You don’t know anyone that has been in recovery. Many people would be surprised to find out that a friend or acquaintance has been through recovery for a drug or alcohol problem. Most people choose to not have their addiction and treatment become public knowledge, but the fact is that 4.3 million people aged 12 or older received treatment for substance use disorders in 2009. (1) Half of all American adults know someone who has been in rehab, and many more know someone in need of it.
Drug addicts and alcoholics don’t try hard enough to get sober. While a person does choose to abuse substances in the first place, people don’t choose to continue in a life of addiction. An addiction causes someone to lose control, and they become powerless to their substance, no matter how badly they want to be free from it. Sometimes, the only way for someone to overcome the triggers, cravings, and relapses is with professional recovery through detox and behavioral therapy.
Someone who is a “functioning addict” can get sober on their own. There are people who can live an almost normal life while addicted to drugs or alcohol. While the problem might not seem very serious to those on the outside because the person is able to carry out their responsibilities at work or at home, they may need professional help. The cravings and dependence that a businessman has can be just as strong as those of an addict out on the street.
Treatment is a lonely and isolated journey. Some people wish to have complete privacy during their recovery, and that may work for them. Studies have found, however, that people are usually more successful when they have family and friends around that support them. Sometimes hiding an addiction is detrimental, but opening up and relying on family, friends, and those who have been through recovery can have more successful results.
It is necessary to hit rock bottom for a successful recovery. While many people attribute the change in their life to the fact that they hit rock bottom and had nowhere else to go, not everyone needs to get to that point. In fact, treatment is much more successful if it happens earlier in a person’s addiction, because the harder-core the addict is, the more difficult it is to rehabilitate them.
You can’t force someone into treatment. A person, in the end, has to want to recover for it to be successful, but people do enter into treatment for reasons other than wanting to get better. Family interventions that persuade someone to be carried off to treatment, court orders, and other involuntary means can “force” a person into treatment, and these means are just as effective as a person walking in under their free will.
Treatment is treatment; it’s all the same. One of the main misconceptions about recovery is that rehab is the same everywhere. Many people have failed at their program because they believed this myth. Everyone is different, and there are different types of rehab and different programs that can be tailored to meet someone’s needs. Some people are more likely to succeed if they are in a program with their peers, others thrive in a secluded atmosphere. Still others will require a program that treats their specific addiction or has the medical capacity for them to safely detox. Treatment should be personalized for each patient.

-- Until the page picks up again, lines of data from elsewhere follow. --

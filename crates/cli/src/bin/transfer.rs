use clap::Parser;
use orbital_calculator::conics::TransferEllipse;
use orbital_cli::{Prompter, TransferArgs, catalog, init_logging};
use rust_decimal::Decimal;

#[derive(Parser, Debug)]
#[command(
    author,
    version,
    about = "General coplanar transfer ellipse with a chosen shape"
)]
struct Cli {
    #[command(flatten)]
    transfer: TransferArgs,

    /// Eccentricity of the transfer ellipse
    #[arg(long)]
    epsilon: Option<Decimal>,

    /// Semi-latus rectum of the transfer ellipse in km
    #[arg(long)]
    p: Option<Decimal>,

    /// True anomaly at arrival in degrees
    #[arg(long)]
    phi_arrival: Option<Decimal>,
}

fn main() -> anyhow::Result<()> {
    init_logging();
    let cli = Cli::parse();
    let catalog = catalog(cli.transfer.bodies.as_deref())?;
    let mut prompter = Prompter::stdio();
    let mut endpoints = cli.transfer.endpoints(&catalog, &mut prompter)?;

    let epsilon = match (cli.epsilon, cli.p, cli.phi_arrival) {
        (None, None, None) => prompter.optional_decimal("Eccentricity ε")?,
        (epsilon, _, _) => epsilon,
    };
    for (name, value) in [
        ("epsilon", epsilon),
        ("p", cli.p),
        ("phi_arrival", cli.phi_arrival),
    ] {
        if let Some(value) = value {
            endpoints.knowns.insert(name, value);
        }
    }

    let transfer = TransferEllipse::new(
        endpoints.central,
        endpoints.start,
        endpoints.target,
        endpoints.knowns,
    )?;
    cli.transfer.finish(&transfer)
}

Relapse sends you back to square one. No one wants to relapse. Everyone going through recovery is afraid of it. It is important for someone in recovery to heed the warnings of doctors and therapists, in an effort to prevent relapse. Developing good stress relieving techniques and avoiding triggers are ways to help. But a person who relapses will still have all the knowledge and experiences they gained from the first time around, making it easier to get and stay sober again.
A person’s recovery is done once they complete treatment. Treatment facilities know that recovery is a lifelong process, which is why many have created after care programs and encourage their patients to join support groups. Staying active with a support group or finding an accountability partner will help someone stay active in recovery. The journey of recovery does not end once treatment is over; a person must work to stay sober for the rest of their life.
Some individuals are a lost cause. Just ask some of the millions of people who have been through recovery and are sober today. A great number of them and their family members would say that they had lost hope along the way. Many of these people know they shouldn’t be alive today, and know almost everyone had given up on them as a lost cause. But because of one spark of hope, they were able to recover. It’s never too late to get help. Treatment can work, recovery is possible. Never give up hope on yourself or someone you care about.